La lotta all'odio serve agli odiatori che sono in cerca di una scusa
di Andrea Ansaloni - 12/09/2025
Fonte: Andrea Ansaloni
La cosa che colpisce di più dell’omicidio di Charlie Kirk non è che in America ci possa essere uno schizzato che ritiene normale sparare a un padre di famiglia (presumibilmente) perché non la pensa come lui.
Quella che colpisce è la reazione dei “buoni” (anche di casa nostra): mostrificazione della vittima, ironia, giustificazioni, quando non esultanza.
Un odio limpido, cristallino, ma ormai talmente connaturato alla visione del mondo “di sinistra” da non essere più nemmeno percepito come tale.
Inconsapevole, normale, quotidiano.
Se Kirk fosse stato davvero come lo dipingono (estremista, intollerante, violento), forse sarebbe ancora vivo.
Quello che questa gente odia maggiormente è essere smascherata nella propria ipocrisia di antirazzisti che odiano il diverso, di democratici che pretendono si chiuda la bocca a chi non la pensa come loro, di razionalisti pieni di totem e tabù, di intellettuali non interessati all’altro da sé, di femministi che disprezzano le donne non allineate e (spesso) palpeggiano la stagista.
E quello che faceva più paura di Charlie Kirk era che portava questo smascheramento nei loro templi: le assemblee di studenti nelle università americane devastate dalla superstizione Woke.
Io non so se Charlie Kirk era un santo oppure no.
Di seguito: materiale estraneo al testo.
//! Cloud speech-to-text over HTTP.
//!
//! Segments are WAV-encoded, base64'd and POSTed as JSON to the configured
//! service endpoint. The service contract is a single JSON object with the
//! transcript and an optional confidence.

use anyhow::{Context, Result};
use base64::engine::general_purpose::STANDARD as BASE64;
use base64::Engine;
use serde::{Deserialize, Serialize};

use super::{RecognitionResult, Recognizer};
use crate::audio::AudioSegment;
use crate::net::UREQ_AGENT;

#[derive(Debug, Clone, Serialize)]
struct SttRequest {
    /// Base64 encoded audio (WAV, mono)
    audio_b64: String,
    /// Language code, None for auto-detect
    language: Option<String>,
    task: String,
}

#[derive(Debug, Clone, Deserialize)]
struct SttResponse {
    text: String,
    confidence: Option<f32>,
}

pub struct CloudSttClient {
    endpoint: String,
    api_key: String,
    language: Option<String>,
}

impl CloudSttClient {
    /// `endpoint` is the service base URL, e.g. "http://127.0.0.1:6006".
    /// `language` of None lets the service auto-detect.
    pub fn new(endpoint: &str, api_key: &str, language: Option<String>) -> Self {
        Self {
            endpoint: endpoint.trim_end_matches('/').to_string(),
            api_key: api_key.to_string(),
            language,
        }
    }
}

impl Recognizer for CloudSttClient {
    fn recognize(&self, segment: &AudioSegment) -> Result<RecognitionResult> {
        let wav = encode_wav(segment).context("failed to encode segment")?;
        let request = SttRequest {
            audio_b64: BASE64.encode(&wav),
            language: self.language.clone(),
            task: "transcribe".to_string(),
        };

        let url = format!("{}/asr", self.endpoint);
        let mut call = UREQ_AGENT.post(&url).header("Content-Type", "application/json");
        if !self.api_key.is_empty() {
            call = call.header("Authorization", &format!("Bearer {}", self.api_key));
        }
        let resp = call
            .send_json(&request)
            .with_context(|| format!("STT request to {} failed", url))?;

        let body: SttResponse = resp
            .into_body()
            .read_json()
            .context("invalid STT response")?;

        Ok(RecognitionResult {
            text: body.text.trim().to_string(),
            confidence: body.confidence.unwrap_or(1.0),
        })
    }
}

/// Serialize a segment as 16-bit PCM WAV in memory.
fn encode_wav(segment: &AudioSegment) -> Result<Vec<u8>> {
    let spec = hound::WavSpec {
        channels: 1,
        sample_rate: segment.sample_rate,
        bits_per_sample: 16,
        sample_format: hound::SampleFormat::Int,
    };

    let mut cursor = std::io::Cursor::new(Vec::new());
    {
        let mut writer = hound::WavWriter::new(&mut cursor, spec)?;
        for &sample in &segment.samples {
            let value = (sample.clamp(-1.0, 1.0) * i16::MAX as f32) as i16;
            writer.write_sample(value)?;
        }
        writer.finalize()?;
    }
    Ok(cursor.into_inner())
}

#[cfg(test)]
mod tests {
    use super::*;

    #[test]
    fn wav_encoding_produces_valid_header() {
        let segment = AudioSegment::new(vec![0.0, 0.5, -0.5, 1.0], 16_000);
        let wav = encode_wav(&segment).unwrap();
        assert_eq!(&wav[0..4], b"RIFF");
        assert_eq!(&wav[8..12], b"WAVE");
        // 44-byte header + 2 bytes per sample
        assert_eq!(wav.len(), 44 + 8);
    }

    #[test]
    fn wav_encoding_clamps_out_of_range_samples() {
        let segment = AudioSegment::new(vec![2.0, -2.0], 16_000);
        let wav = encode_wav(&segment).unwrap();
        let reader = hound::WavReader::new(std::io::Cursor::new(wav)).unwrap();
        let samples: Vec<i16> = reader.into_samples().map(|s| s.unwrap()).collect();
        assert_eq!(samples, vec![i16::MAX, -i16::MAX]);
    }
}
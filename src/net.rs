use lazy_static::lazy_static;
use std::time::Duration;

lazy_static! {
    pub static ref UREQ_AGENT: ureq::Agent = {
        let config = ureq::Agent::config_builder()
            .timeout_global(Some(Duration::from_secs(120)))
            .build();
        config.into()
    };

    /// Short-timeout agent used only for the connectivity probe.
    static ref PROBE_AGENT: ureq::Agent = {
        let config = ureq::Agent::config_builder()
            .timeout_global(Some(Duration::from_secs(3)))
            .build();
        config.into()
    };
}

/// Check if an internet connection is available.
pub fn is_online() -> bool {
    PROBE_AGENT.head("https://www.google.com").call().is_ok()
}
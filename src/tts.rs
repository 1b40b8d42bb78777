//! Spoken output: one FIFO queue, one worker, one utterance at a time.
//!
//! Speech fetch and playback are deliberately serialized so translations
//! never talk over each other. Failed fetches drop the utterance with a
//! warning; the queue keeps draining.

use minimp3::{Decoder, Frame};
use rodio::buffer::SamplesBuffer;
use rodio::{OutputStream, Sink};
use std::collections::VecDeque;
use std::io::Cursor;
use std::sync::atomic::{AtomicBool, Ordering};
use std::sync::{Arc, Condvar, Mutex};
use std::time::Duration;

use crate::net::UREQ_AGENT;

/// Fetch retry backoff, in milliseconds
const RETRY_DELAYS: [u64; 3] = [200, 500, 1000];

struct TtsInner {
    queue: Mutex<VecDeque<(String, String)>>,
    signal: Condvar,
    shutdown: AtomicBool,
    volume: Mutex<f32>,
}

#[derive(Clone)]
pub struct TtsManager {
    inner: Arc<TtsInner>,
}

impl TtsManager {
    pub fn new(volume: f32) -> Self {
        let inner = Arc::new(TtsInner {
            queue: Mutex::new(VecDeque::new()),
            signal: Condvar::new(),
            shutdown: AtomicBool::new(false),
            volume: Mutex::new(volume.clamp(0.0, 1.0)),
        });

        {
            let inner = inner.clone();
            std::thread::Builder::new()
                .name("tts-player".to_string())
                .spawn(move || run_player(inner))
                .expect("failed to spawn TTS thread");
        }

        Self { inner }
    }

    /// Queue an utterance. Blank text is ignored.
    pub fn speak(&self, text: &str, lang: &str) {
        if text.trim().is_empty() {
            return;
        }
        {
            let mut queue = self.inner.queue.lock().unwrap();
            queue.push_back((text.to_string(), lang.to_string()));
        }
        self.inner.signal.notify_one();
    }

    /// Drop everything still queued. The utterance currently playing
    /// finishes; there is no per-utterance cancellation.
    pub fn stop(&self) {
        self.inner.queue.lock().unwrap().clear();
    }

    pub fn set_volume(&self, volume: f32) {
        *self.inner.volume.lock().unwrap() = volume.clamp(0.0, 1.0);
    }

    pub fn queue_len(&self) -> usize {
        self.inner.queue.lock().unwrap().len()
    }

    pub fn shutdown(&self) {
        self.inner.shutdown.store(true, Ordering::SeqCst);
        self.inner.signal.notify_all();
    }
}

fn run_player(inner: Arc<TtsInner>) {
    loop {
        let (text, lang) = {
            let mut queue = inner.queue.lock().unwrap();
            loop {
                if inner.shutdown.load(Ordering::Relaxed) {
                    return;
                }
                if let Some(item) = queue.pop_front() {
                    break item;
                }
                queue = inner.signal.wait(queue).unwrap();
            }
        };

        let mp3 = match fetch_speech(&text, &lang) {
            Some(data) => data,
            None => {
                log::warn!("TTS fetch failed, dropping utterance");
                continue;
            }
        };

        let (samples, sample_rate) = match decode_mp3(&mp3) {
            Some(decoded) => decoded,
            None => {
                log::warn!("TTS decode failed, dropping utterance");
                continue;
            }
        };

        let volume = *inner.volume.lock().unwrap();
        if let Err(e) = play_blocking(samples, sample_rate, volume) {
            log::warn!("TTS playback failed: {}", e);
        }
    }
}

/// Google Translate TTS fetch with retry backoff.
fn fetch_speech(text: &str, lang: &str) -> Option<Vec<u8>> {
    let encoded = urlencoding::encode(text);
    let url = format!(
        "https://translate.google.com/translate_tts?ie=UTF-8&q={}&tl={}&client=tw-ob",
        encoded, lang
    );

    for (attempt, delay_ms) in RETRY_DELAYS.iter().enumerate() {
        match UREQ_AGENT
            .get(&url)
            .header("User-Agent", "Mozilla/5.0")
            .call()
        {
            Ok(resp) => {
                use std::io::Read;
                let mut data = Vec::new();
                let mut reader = resp.into_body().into_reader();
                if reader.read_to_end(&mut data).is_ok() && !data.is_empty() {
                    return Some(data);
                }
            }
            Err(e) => {
                log::debug!("TTS fetch attempt {} failed: {}", attempt + 1, e);
            }
        }
        if attempt < RETRY_DELAYS.len() - 1 {
            std::thread::sleep(Duration::from_millis(*delay_ms));
        }
    }
    None
}

/// Decode MP3 to mono PCM, returning samples and the source rate.
fn decode_mp3(data: &[u8]) -> Option<(Vec<i16>, u32)> {
    let mut decoder = Decoder::new(Cursor::new(data.to_vec()));
    let mut all_samples: Vec<i16> = Vec::new();
    let mut source_rate = 24_000u32;

    loop {
        match decoder.next_frame() {
            Ok(Frame {
                data,
                sample_rate,
                channels,
                ..
            }) => {
                source_rate = sample_rate as u32;
                if channels == 2 {
                    all_samples.extend(
                        data.chunks(2)
                            .map(|chunk| ((chunk[0] as i32 + chunk[1] as i32) / 2) as i16),
                    );
                } else {
                    all_samples.extend(data);
                }
            }
            Err(minimp3::Error::Eof) => break,
            Err(_) => break,
        }
    }

    if all_samples.is_empty() {
        None
    } else {
        Some((all_samples, source_rate))
    }
}

fn play_blocking(samples: Vec<i16>, sample_rate: u32, volume: f32) -> anyhow::Result<()> {
    let (_stream, handle) = OutputStream::try_default()?;
    let sink = Sink::try_new(&handle)?;
    sink.set_volume(volume);
    sink.append(SamplesBuffer::new(1, sample_rate, samples));
    sink.sleep_until_end();
    Ok(())
}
So che era un giovane padre di famiglia che sosteneva le sue idee (che si possono condividere o meno) con la sola arma della dialettica, come si fa in Democrazia.
Chi gioisce, giustifica o ironizza sull'assassinio di un avversario politico, dimostra di non sapere nemmeno di cosa si tratta.
Per quanto ancora intendiamo permettere che il dibattito pubblico resti ostaggio di gente che la pensa così?